-------- Record extracts

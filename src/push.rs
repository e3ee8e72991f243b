//! Push listener: Socket.IO client over WebSocket that triggers a refresh
//! whenever the backend emits `update`.
//!
//! Only the slice of Engine.IO v4 / Socket.IO v5 the backend uses is spoken:
//! open (`0`), ping/pong (`2`/`3`), namespace connect (`40`), events (`42`),
//! and disconnects (`1`, `41`, `44`). Plain JSON frames such as
//! `{"type":"update"}` are accepted too.

use std::sync::Arc;
use std::time::Duration;

use futures::{SinkExt, StreamExt};
use tokio::sync::watch;
use tokio::task::JoinHandle;
use tokio_tungstenite::connect_async;
use tokio_tungstenite::tungstenite::Message;
use tracing::{debug, info, warn};

use crate::error::PushError;
use crate::sync::Synchronizer;

/// Event name that triggers a refresh.
pub const UPDATE_EVENT: &str = "update";

/// Namespace connect request sent after the Engine.IO open packet.
const CONNECT_FRAME: &str = "40";

const PONG_FRAME: &str = "3";

/// Connection state of the push channel.
#[derive(Debug, Clone, Copy, PartialEq, Eq)]
pub enum PushState {
    Disconnected,
    Connecting,
    Connected,
}

/// A decoded text frame.
#[derive(Debug, Clone, PartialEq, Eq)]
pub enum Frame {
    /// Engine.IO handshake from the server.
    Open,
    /// Engine.IO close.
    Close,
    Ping,
    Pong,
    /// Namespace connect acknowledged.
    Connected,
    /// Server dropped the namespace.
    Disconnected,
    ConnectError(String),
    /// A named event; payload is not consumed.
    Event(String),
    Noop,
    Unknown,
}

impl Frame {
    pub fn is_update(&self) -> bool {
        matches!(self, Self::Event(name) if name == UPDATE_EVENT)
    }
}

/// Decode one text frame.
pub fn decode_frame(text: &str) -> Frame {
    let text = text.trim();
    if text.starts_with('{') {
        return decode_json_frame(text);
    }

    let mut chars = text.chars();
    match chars.next() {
        Some('0') => Frame::Open,
        Some('1') => Frame::Close,
        Some('2') => Frame::Ping,
        Some('3') => Frame::Pong,
        Some('6') => Frame::Noop,
        Some('4') => decode_socket_packet(chars.as_str()),
        _ => Frame::Unknown,
    }
}

fn decode_socket_packet(packet: &str) -> Frame {
    let mut chars = packet.chars();
    let kind = chars.next();
    let rest = strip_namespace(chars.as_str());
    match kind {
        Some('0') => Frame::Connected,
        Some('1') => Frame::Disconnected,
        Some('2') => {
            // Optional ack id precedes the JSON array.
            let body = rest.trim_start_matches(|c: char| c.is_ascii_digit());
            match serde_json::from_str::<serde_json::Value>(body) {
                Ok(serde_json::Value::Array(items)) => match items.first() {
                    Some(serde_json::Value::String(name)) => Frame::Event(name.clone()),
                    _ => Frame::Unknown,
                },
                _ => Frame::Unknown,
            }
        }
        Some('4') => {
            let reason = serde_json::from_str::<serde_json::Value>(rest)
                .ok()
                .and_then(|v| v.get("message").and_then(|m| m.as_str()).map(String::from))
                .unwrap_or_else(|| rest.to_string());
            Frame::ConnectError(reason)
        }
        _ => Frame::Unknown,
    }
}

/// Drop a leading `/namespace,` if present.
fn strip_namespace(rest: &str) -> &str {
    if rest.starts_with('/') {
        match rest.find(',') {
            Some(idx) => &rest[idx + 1..],
            None => "",
        }
    } else {
        rest
    }
}

fn decode_json_frame(text: &str) -> Frame {
    let Ok(value) = serde_json::from_str::<serde_json::Value>(text) else {
        return Frame::Unknown;
    };
    value
        .get("type")
        .or_else(|| value.get("event"))
        .and_then(|v| v.as_str())
        .map(|name| Frame::Event(name.to_string()))
        .unwrap_or(Frame::Unknown)
}

/// WebSocket URL of the push endpoint for an `http(s)` base address.
pub fn push_url(base_url: &str, path: &str) -> Result<String, PushError> {
    let base = base_url.trim_end_matches('/');
    let ws_base = if let Some(rest) = base.strip_prefix("https://") {
        format!("wss://{rest}")
    } else if let Some(rest) = base.strip_prefix("http://") {
        format!("ws://{rest}")
    } else {
        return Err(PushError::InvalidUrl {
            url: base_url.to_string(),
            reason: "expected an http(s) base URL".into(),
        });
    };

    let path = if path.starts_with('/') {
        path.to_string()
    } else {
        format!("/{path}")
    };
    Ok(format!("{ws_base}{path}?EIO=4&transport=websocket"))
}

/// Next reconnect delay: doubled, capped at `max`.
pub fn next_backoff(current: Duration, max: Duration) -> Duration {
    current.saturating_mul(2).min(max)
}

/// Listens on the push channel and drives [`Synchronizer::resync`].
pub struct PushListener {
    url: String,
    sync: Arc<Synchronizer>,
    initial_backoff: Duration,
    max_backoff: Duration,
    state_tx: watch::Sender<PushState>,
}

/// Handle to a running listener.
pub struct PushHandle {
    state_rx: watch::Receiver<PushState>,
    shutdown_tx: watch::Sender<bool>,
    join: JoinHandle<()>,
}

impl PushHandle {
    pub fn state(&self) -> PushState {
        *self.state_rx.borrow()
    }

    /// Wait until the listener reaches `target`.
    pub async fn wait_for(&mut self, target: PushState) {
        // Only fails once the listener task is gone.
        let _ = self.state_rx.wait_for(|s| *s == target).await;
    }

    /// Stop the listener and wait for it to exit.
    pub async fn shutdown(self) {
        let _ = self.shutdown_tx.send(true);
        if let Err(e) = self.join.await {
            warn!(error = %e, "Push listener task failed");
        }
    }
}

impl PushListener {
    pub fn new(
        url: impl Into<String>,
        sync: Arc<Synchronizer>,
        initial_backoff: Duration,
        max_backoff: Duration,
    ) -> Self {
        let (state_tx, _) = watch::channel(PushState::Disconnected);
        Self {
            url: url.into(),
            sync,
            initial_backoff,
            max_backoff,
            state_tx,
        }
    }

    /// Run the listener on the current runtime.
    pub fn spawn(self) -> PushHandle {
        let state_rx = self.state_tx.subscribe();
        let (shutdown_tx, shutdown_rx) = watch::channel(false);
        let join = tokio::spawn(self.run(shutdown_rx));
        PushHandle {
            state_rx,
            shutdown_tx,
            join,
        }
    }

    async fn run(self, mut shutdown: watch::Receiver<bool>) {
        let mut delay = self.initial_backoff;
        let mut connections: u64 = 0;

        loop {
            if *shutdown.borrow() {
                break;
            }

            self.set_state(PushState::Connecting);
            let mut connected = false;
            let outcome = tokio::select! {
                result = self.connection(&mut connected, connections) => result,
                _ = shutdown.changed() => break,
            };
            self.set_state(PushState::Disconnected);

            if connected {
                connections += 1;
                delay = self.initial_backoff;
            }
            if let Err(e) = outcome {
                warn!(error = %e, retry_in = ?delay, "Push channel lost");
            }

            tokio::select! {
                _ = tokio::time::sleep(delay) => {}
                _ = shutdown.changed() => break,
            }
            delay = next_backoff(delay, self.max_backoff);
        }

        self.set_state(PushState::Disconnected);
        info!("Push listener stopped");
    }

    /// One WebSocket session. Returns when the connection ends.
    async fn connection(&self, connected: &mut bool, previous: u64) -> Result<(), PushError> {
        debug!(url = %self.url, "Connecting push channel");
        let (ws, _resp) = connect_async(self.url.as_str())
            .await
            .map_err(|e| PushError::ConnectFailed {
                url: self.url.clone(),
                reason: e.to_string(),
            })?;
        let (mut sink, mut stream) = ws.split();

        while let Some(message) = stream.next().await {
            let message = message.map_err(|e| PushError::Disconnected {
                reason: e.to_string(),
            })?;

            let text = match message {
                Message::Text(text) => text,
                Message::Close(_) => {
                    return Err(PushError::Disconnected {
                        reason: "server closed the socket".into(),
                    });
                }
                _ => continue,
            };

            match decode_frame(text.as_str()) {
                Frame::Open => {
                    sink.send(Message::text(CONNECT_FRAME))
                        .await
                        .map_err(|e| PushError::Disconnected {
                            reason: e.to_string(),
                        })?;
                }
                Frame::Ping => {
                    sink.send(Message::text(PONG_FRAME))
                        .await
                        .map_err(|e| PushError::Disconnected {
                            reason: e.to_string(),
                        })?;
                }
                Frame::Connected => {
                    self.mark_connected(connected, previous).await;
                }
                Frame::Event(name) => {
                    // Plain JSON servers skip the namespace handshake.
                    self.mark_connected(connected, previous).await;
                    if name == UPDATE_EVENT {
                        info!("Received update from server");
                        self.sync.resync().await;
                    } else {
                        debug!(event = %name, "Ignoring push event");
                    }
                }
                Frame::Close | Frame::Disconnected => {
                    return Err(PushError::Disconnected {
                        reason: "server ended the session".into(),
                    });
                }
                Frame::ConnectError(reason) => {
                    return Err(PushError::ConnectFailed {
                        url: self.url.clone(),
                        reason,
                    });
                }
                Frame::Pong | Frame::Noop | Frame::Unknown => {}
            }
        }

        Err(PushError::Disconnected {
            reason: "stream ended".into(),
        })
    }

    async fn mark_connected(&self, connected: &mut bool, previous: u64) {
        if *connected {
            return;
        }
        *connected = true;
        self.set_state(PushState::Connected);
        info!(url = %self.url, "Push channel connected");
        // Updates may have been missed while the channel was down.
        if previous > 0 {
            self.sync.resync().await;
        }
    }

    fn set_state(&self, state: PushState) {
        self.state_tx.send_replace(state);
    }
}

----------------

## What you have to do
Copy each line holding the word "outcome" from the listing above.

## Finished exercise
            let outcome = tokio::select! {
            if let Err(e) = outcome {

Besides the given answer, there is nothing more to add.